▸ **Stored data**
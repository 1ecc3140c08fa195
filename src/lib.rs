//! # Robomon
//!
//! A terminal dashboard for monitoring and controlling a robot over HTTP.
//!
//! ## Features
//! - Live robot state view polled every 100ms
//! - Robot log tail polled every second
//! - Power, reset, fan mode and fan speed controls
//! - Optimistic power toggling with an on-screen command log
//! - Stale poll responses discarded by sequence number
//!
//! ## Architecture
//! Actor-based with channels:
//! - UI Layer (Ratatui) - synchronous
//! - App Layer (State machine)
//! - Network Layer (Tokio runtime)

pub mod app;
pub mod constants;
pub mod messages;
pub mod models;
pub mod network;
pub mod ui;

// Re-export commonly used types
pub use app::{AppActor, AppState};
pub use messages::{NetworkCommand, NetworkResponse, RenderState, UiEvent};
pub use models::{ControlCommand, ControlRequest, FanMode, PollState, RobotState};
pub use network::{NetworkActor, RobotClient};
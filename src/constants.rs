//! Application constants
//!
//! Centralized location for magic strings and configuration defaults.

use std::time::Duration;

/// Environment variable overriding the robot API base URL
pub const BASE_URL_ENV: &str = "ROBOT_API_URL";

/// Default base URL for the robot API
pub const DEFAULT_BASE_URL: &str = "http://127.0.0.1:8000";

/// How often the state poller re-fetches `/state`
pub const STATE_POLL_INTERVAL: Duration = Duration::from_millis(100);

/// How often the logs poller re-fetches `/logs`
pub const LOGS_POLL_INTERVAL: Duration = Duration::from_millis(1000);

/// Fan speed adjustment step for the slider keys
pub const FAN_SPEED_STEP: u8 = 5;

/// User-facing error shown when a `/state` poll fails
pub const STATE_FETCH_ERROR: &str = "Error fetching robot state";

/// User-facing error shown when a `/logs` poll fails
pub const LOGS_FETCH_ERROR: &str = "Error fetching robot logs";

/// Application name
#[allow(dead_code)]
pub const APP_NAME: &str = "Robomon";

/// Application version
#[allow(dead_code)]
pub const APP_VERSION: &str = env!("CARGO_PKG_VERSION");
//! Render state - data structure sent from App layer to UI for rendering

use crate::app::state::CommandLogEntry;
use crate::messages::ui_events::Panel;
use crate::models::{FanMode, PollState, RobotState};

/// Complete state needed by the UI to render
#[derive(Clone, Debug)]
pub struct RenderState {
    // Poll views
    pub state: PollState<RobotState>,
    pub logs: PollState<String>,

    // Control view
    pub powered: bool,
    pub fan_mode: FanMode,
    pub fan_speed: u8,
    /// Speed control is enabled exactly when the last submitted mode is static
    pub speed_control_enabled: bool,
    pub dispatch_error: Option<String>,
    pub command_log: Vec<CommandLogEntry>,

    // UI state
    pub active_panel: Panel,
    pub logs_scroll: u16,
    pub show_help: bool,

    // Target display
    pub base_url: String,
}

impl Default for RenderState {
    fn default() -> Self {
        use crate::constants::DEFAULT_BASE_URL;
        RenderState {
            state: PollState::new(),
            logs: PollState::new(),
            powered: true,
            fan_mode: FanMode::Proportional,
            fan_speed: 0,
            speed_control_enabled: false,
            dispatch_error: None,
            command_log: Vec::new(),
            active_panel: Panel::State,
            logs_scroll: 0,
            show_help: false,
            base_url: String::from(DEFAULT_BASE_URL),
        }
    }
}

▸ **Work order**
Set down verbatim only the lines between the start of the data above and the line with "polled every second", both boundaries included.

▸ **Answer for the task**
repository 1ecc3140c08fa195
filename src/lib.rs
//! # Robomon
//!
//! A terminal dashboard for monitoring and controlling a robot over HTTP.
//!
//! ## Features
//! - Live robot state view polled every 100ms
//! - Robot log tail polled every second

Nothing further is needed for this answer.